ATO acts on super rorters

There will always be scammers and rorters, and officials hot on their trail. With another round of the early release of super scheme now open, the Australian Tax Office (ATO) has sprung into action – even as its website crashed under the weight of an estimated 2.4 million new applications.

The ATO says that it has developed a data-matching program to identify anyone deliberately exploiting the super scheme and any COVID-19 relief measures.

The Australian Prudential Regulatory Authority (APRA) reported this week that another $1.2 billion had been pulled from the country’s superannuation pool, taking total withdrawals to $17.1 billion. There have been 2.3 million applications that paid, on average, $7492 per withdrawal.

But with the start of the new financial year, the scheme has effectively reset and fund holders experiencing hardship can apply for a second – or first – amount of up to $10,000 from their super fund until 24 September.

However, given widespread reports that some recipients have used the funds for ‘lifestyle’ purchases, the ATO is stepping in.

It will run a data-matching program to help identify anyone making false or misleading declarations to access any COVID support measures.

The ATO said in a statement that its program would examine JobKeeper payments to employees, sole traders or other individuals and “numerous examples of individuals deliberately misusing the COVID-19 early release of super”.

“In some cases, we have stopped applications and prevented super money from being released,” it said. “In other cases, we review circumstances after an application has been processed to ensure the integrity of the program.”

The ATO said it had uncovered instances of individuals artificially re-arranging their affairs to appear to meet eligibility criteria and, effectively, rorting the system.

It said that superannuation members who withdrew their super early, recontributed the amount back into their fund and claimed a personal super contribution deduction could expect “a range of tax outcomes” including excess contributions tax and contributions tax.

“Schemes under COVID-19 early release of super that attract our attention include artificially arranging your affairs to meet the eligibility criteria, withdrawing and recontributing super to claim a tax deduction and contributing an amount of super to claim a deduction and then withdrawing that amount,” it said.

“Where Part IVA applies to a scheme, the tax benefit obtained may be cancelled. In addition, administrative penalties and interest charges can also apply.

“We understand that these are uncertain times and people’s circumstances change, so it is important that you keep records demonstrating your eligibility in case we need to see them.”

The Financial Rights Legal Centre says it has been deluged with complaints of real estate agents and businesses pressuring people to access their super to pay debts.

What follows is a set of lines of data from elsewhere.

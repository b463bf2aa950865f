use std::collections::HashMap;

use axum::{
    extract::{Path, RawQuery, Request, State},
    middleware::Next,
    response::Response,
};

use crate::database::{results, Collection, Relation};
use crate::error::ApiError;
use crate::filter::{apply_scope, QueryPlan};
use crate::state::AppState;

/// What a list route fetches: collection, optional populated relation, and an
/// optional `(path param, field)` scope such as `missionId → mission_id`.
#[derive(Debug, Clone, Copy)]
pub struct ResultsSpec {
    pub collection: Collection,
    pub relation: Option<Relation>,
    pub scope: Option<(&'static str, &'static str)>,
}

impl ResultsSpec {
    pub const fn new(collection: Collection) -> Self {
        Self { collection, relation: None, scope: None }
    }

    pub const fn populate(self, relation: Relation) -> Self {
        Self { relation: Some(relation), ..self }
    }

    pub const fn scoped(self, param: &'static str, field: &'static str) -> Self {
        Self { scope: Some((param, field)), ..self }
    }
}

/// State handed to [`advanced_results`] through `from_fn_with_state`.
#[derive(Clone)]
pub struct ResultsLayer {
    pub state: AppState,
    pub spec: ResultsSpec,
}

impl ResultsLayer {
    pub fn new(state: &AppState, spec: ResultsSpec) -> Self {
        Self { state: state.clone(), spec }
    }
}

/// Translate the query string, fetch the page and leave `AdvancedResults` in the
/// request extensions for the list handler.
pub async fn advanced_results(
    State(layer): State<ResultsLayer>,
    RawQuery(query): RawQuery,
    params: Option<Path<HashMap<String, String>>>,
    mut request: Request,
    next: Next,
) -> Result<Response, ApiError> {
    let ResultsLayer { state, spec } = layer;
    let mut plan = QueryPlan::from_query_string(query.as_deref(), state.page_limits());

    if let Some((param, field)) = spec.scope {
        let value = params
            .as_ref()
            .and_then(|Path(params)| params.get(param))
            .ok_or_else(|| ApiError::not_found(crate::error::RESOURCE_NOT_FOUND))?;
        apply_scope(&mut plan, field, value.as_str());
    }

    let fetched = results::fetch(state.records.as_ref(), spec.collection, &plan, spec.relation).await?;
    tracing::debug!(
        "{} results for {:?}: page {} of {} total",
        fetched.count,
        spec.collection,
        plan.page,
        fetched.total
    );

    request.extensions_mut().insert(fetched);
    Ok(next.run(request).await)
}
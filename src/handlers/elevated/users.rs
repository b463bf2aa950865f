// handlers/elevated/users.rs - user administration
//
// GET/POST   /api
// GET/PUT/DELETE /api/:id

use axum::{
    extract::{Path, State},
    response::Json,
    Extension,
};
use serde_json::{json, Value};

use crate::database::models::{User, UserInput};
use crate::database::AdvancedResults;
use crate::error::ApiError;
use crate::handlers::parse_id;
use crate::middleware::{results_envelope, ApiJson, ApiResponse, ApiResult};
use crate::services::UserService;
use crate::state::AppState;

/// GET /api - paginated user list
pub async fn list(Extension(results): Extension<AdvancedResults>) -> Json<Value> {
    results_envelope(results)
}

/// GET /api/:id
pub async fn show(State(state): State<AppState>, Path(id): Path<String>) -> ApiResult<User> {
    let user = UserService::new(&state.db).find(parse_id(&id)?).await?;
    Ok(ApiResponse::success(user))
}

/// POST /api
pub async fn create(State(state): State<AppState>, ApiJson(input): ApiJson<UserInput>) -> ApiResult<User> {
    let user = UserService::new(&state.db).create(input).await?;
    Ok(ApiResponse::created(user))
}

/// PUT /api/:id - profile fields and role; passwords are not changed here
pub async fn update(
    State(state): State<AppState>,
    Path(id): Path<String>,
    ApiJson(input): ApiJson<UserInput>,
) -> ApiResult<User> {
    let user = UserService::new(&state.db).update(parse_id(&id)?, input).await?;
    Ok(ApiResponse::success(user))
}

/// DELETE /api/:id
pub async fn delete(State(state): State<AppState>, Path(id): Path<String>) -> ApiResult<Value> {
    UserService::new(&state.db).delete(parse_id(&id)?).await?;
    Ok(ApiResponse::success(json!({})))
}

“We’ve seen numerous examples of landlords and real estate agents telling people to get their super to pay rent, which is a sad outcome,” said centre policy officer Juiia Davis.

“Suppliers who are angry they’re not getting paid are pressuring small business owners to take out their super.

“We’re even hearing over and over again that Centrelink itself are telling people who are trying to access JobSeeker payments who don’t apply to access their super.”

The Association of Superannuation Funds of Australia (ASFA) has released the following findings about the scheme:

  • Australians aged under 35 years have accessed the early super scheme in the greatest numbers compared with other age groups.
  • Residents of Queensland, Western Australia and the Northern Territory have applied for early release of superannuation in greater numbers compared to other states.
  • 15 per cent of the total number of individuals with a superannuation account and more than 20 per cent of the labour force are expected to receive early release payments from super.

ASFA chief executive Martin Fahy said the erosion of retirement balances through the early release scheme reinforced the need to move as soon as possible to a Superannuation Guarantee rate of 12 per cent “in order to provide adequate retirement savings for individuals, particularly women and younger Australians”.

Do you believe the early release scheme will result in a generation of retirees without sufficient personal income?